This is a much different attitude than I had in my 20s. I was trying to figure out what to do with my life and was intimidated by people who were really good at their craft or by how much training something would take.  So I became an appreciator instead.  As a creative recruiter, I got to see and support the talents of others. Sometimes I regretted not going to design school when I was younger, but I got pretty good at spotting talent + somehow I got to where I am now, which is doing something I love.  With space to breathe now, I’ve been able to recognize my own creativity + see the many forms that it takes. I continue to be inspired by other people’s work + how they live their lives.

There’s always more to learn.  It doesn’t mean that we’re not perfect right now. We are. But, right now we can do something that scares us, question our habits and routines, look inside ourselves, admire other people + things + become more of ourselves.  Because there’s always more.

do it anyway

 

“Practice is the best of all instructors.”

- Publilius Syrus (Roman author, 1st Century BC)

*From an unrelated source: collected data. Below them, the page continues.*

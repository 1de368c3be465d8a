//! `roc-recv`: listens on a local `AudioSource`/`AudioRepair` endpoint pair
//! and plays the recovered audio out to a device URI (spec §6 "CLI
//! surface").

use std::net::SocketAddr;
use std::process::ExitCode;
use std::time::Duration;

use clap::Parser;
use roc::{EndpointSetConfig, FecConfig, ReceiverEndpointSet};
use roc_audio::{ChannelSet, Frame, SampleSpec};
use roc_demos::device::open_sink;
use roc_demos::wire::{bind_nonblocking, UdpControlTransport, UdpFecSource, UdpRtpSource};
use roc_packet::PacketSource;
use roc_shared::error::{Error, Result};

#[derive(Parser)]
#[command(about = "Receive a roc audio stream and play it to a device")]
struct Args {
    /// AudioSource endpoint to listen on, e.g. rtp://0.0.0.0:10001 or rtp+rs8m://0.0.0.0:10001
    #[arg(long)]
    source: String,

    /// AudioRepair endpoint to listen on, required when `--source` names a FEC scheme
    #[arg(long)]
    repair: Option<String>,

    /// FEC scheme and block size as `<rs8m|ldpc>:<n>:<m>`
    #[arg(long)]
    fec: Option<String>,

    /// AudioControl endpoint to listen on for periodic RTCP reports, e.g. rtcp://0.0.0.0:10003
    #[arg(long)]
    control: Option<String>,

    /// Output device URI: `file:<path>` (raw f32le PCM) or `null:`
    #[arg(long, default_value = "null:")]
    output: String,

    #[arg(long, default_value_t = 44100)]
    rate: u32,

    /// mono or stereo
    #[arg(long, default_value = "stereo")]
    channels: String,

    #[arg(long, default_value_t = 10)]
    payload_type: u8,

    /// Stop after this many seconds (0 = run until interrupted)
    #[arg(long, default_value_t = 0)]
    duration_secs: u64,

    /// -v for info, -vv for debug, -vvv for trace; unset is warn-only
    #[arg(short, long, action = clap::ArgAction::Count)]
    verbose: u8,
}

fn channel_set(name: &str) -> Result<ChannelSet> {
    match name {
        "mono" => Ok(ChannelSet::mono()),
        "stereo" => Ok(ChannelSet::stereo()),
        other => Err(Error::BadConfig(format!("unrecognized channel layout: {other}"))),
    }
}

fn parse_fec(spec: &str) -> Result<FecConfig> {
    let mut parts = spec.split(':');
    let scheme = parts.next().unwrap_or_default();
    let n: u16 = parts
        .next()
        .and_then(|s| s.parse().ok())
        .ok_or_else(|| Error::BadConfig(format!("bad --fec spec: {spec}")))?;
    let m: u16 = parts
        .next()
        .and_then(|s| s.parse().ok())
        .ok_or_else(|| Error::BadConfig(format!("bad --fec spec: {spec}")))?;
    match scheme {
        "rs8m" => Ok(FecConfig::ReedSolomon8m { n, m }),
        "ldpc" => Ok(FecConfig::LdpcStaircase { n, m }),
        other => Err(Error::BadConfig(format!("unrecognized fec scheme: {other}"))),
    }
}

fn run(args: Args) -> Result<()> {
    let sample_spec = SampleSpec::new(args.rate, channel_set(&args.channels)?);
    let fec = args.fec.as_deref().map(parse_fec).transpose()?;

    let config = EndpointSetConfig::new(
        &args.source,
        args.repair.as_deref(),
        args.control.as_deref(),
        sample_spec,
        args.payload_type,
        fec,
    )?
    .deduce_defaults();

    let source_local: SocketAddr = format!("{}:{}", config.source.host, config.source.port)
        .parse()
        .map_err(|_| Error::BadConfig("could not resolve source endpoint address".into()))?;
    let mut source_transport = UdpRtpSource::new(bind_nonblocking(source_local)?)?;

    let mut repair_transport = match &config.repair {
        Some(repair_uri) => {
            let local: SocketAddr = format!("{}:{}", repair_uri.host, repair_uri.port)
                .parse()
                .map_err(|_| Error::BadConfig("could not resolve repair endpoint address".into()))?;
            let scheme = config.fec.expect("repair endpoint implies a configured fec scheme").scheme();
            Some(UdpFecSource::new(bind_nonblocking(local)?, scheme))
        }
        None => None,
    };

    let mut endpoint = ReceiverEndpointSet::new(config.clone())?;
    if let Some(control_uri) = &config.control {
        let local: SocketAddr = format!("{}:{}", control_uri.host, control_uri.port)
            .parse()
            .map_err(|_| Error::BadConfig("could not resolve control endpoint address".into()))?;
        let socket = bind_nonblocking(local)?;
        // Outbound reports go back to the sender's host on the control
        // port it was told to listen on; inbound reports arrive from
        // whoever sends to `local`.
        let dest: SocketAddr = format!("{}:{}", config.source.host, control_uri.port)
            .parse()
            .map_err(|_| Error::BadConfig("could not resolve control peer address".into()))?;
        let transport: Box<dyn roc::ControlTransport> = Box::new(UdpControlTransport::new(socket, dest));
        endpoint = endpoint.with_control(transport);
    }
    let mut sink = open_sink(&args.output)?;

    let samples_per_packet =
        roc_shared::time::ns_to_samples(config.packet_length, sample_spec.sample_rate) as usize * sample_spec.num_channels();
    let tick = Duration::from_nanos(config.packet_length);
    let tick_limit = if args.duration_secs == 0 {
        None
    } else {
        Some(args.duration_secs * 1_000_000_000 / config.packet_length)
    };

    log::info!("listening on {source_local} ({samples_per_packet} samples/packet)");

    let mut elapsed_ns: u64 = 0;
    let mut ticks: u64 = 0;
    loop {
        if let Some(limit) = tick_limit {
            if ticks >= limit {
                break;
            }
        }

        while let Some(packet) = source_transport.read()? {
            endpoint.on_packet(packet);
        }
        if let Some(repair) = &mut repair_transport {
            while let Some(packet) = repair.read()? {
                endpoint.on_packet(packet);
            }
        }

        for ssrc in endpoint.sessions() {
            let mut frame = Frame::new(samples_per_packet);
            if let Some(cause) = endpoint.produce_frame(ssrc, elapsed_ns, &mut frame)? {
                log::info!("session {ssrc} died: {cause:?}");
                continue;
            }
            sink.write_frame(&frame)?;
        }
        for dead_ssrc in endpoint.sweep_dead_sessions() {
            log::info!("session {dead_ssrc} swept after no-playback timeout");
        }
        endpoint.tick_rtcp(std::time::Instant::now(), elapsed_ns)?;

        elapsed_ns += config.packet_length;
        ticks += 1;
        std::thread::sleep(tick);
    }

    Ok(())
}

fn main() -> ExitCode {
    let args = Args::parse();
    let level = match args.verbose {
        0 => log::LevelFilter::Warn,
        1 => log::LevelFilter::Info,
        2 => log::LevelFilter::Debug,
        _ => log::LevelFilter::Trace,
    };
    env_logger::Builder::new().filter_level(level).init();

    match run(args) {
        Ok(()) => ExitCode::SUCCESS,
        Err(e) => {
            log::error!("{e}");
            ExitCode::from(1)
        }
    }
}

I’m very familiar with the importance of a daily practice in order to get good at anything.  In a perfect world, I would have a daily meditation, yoga, writing + piano practice. Yet, it’s not a perfect world and I resist all of it. I like to think that the struggle is in itself a practice.

We’re not perfect. Even if we did what we’re supposed to do every day, we would not be perfect. We make progress though. Progress can be very satisfying.  I’ve just had that feeling after having practiced piano 4 days in a row. I’ve realized that I’m getting better at a couple of songs that stumped me last week.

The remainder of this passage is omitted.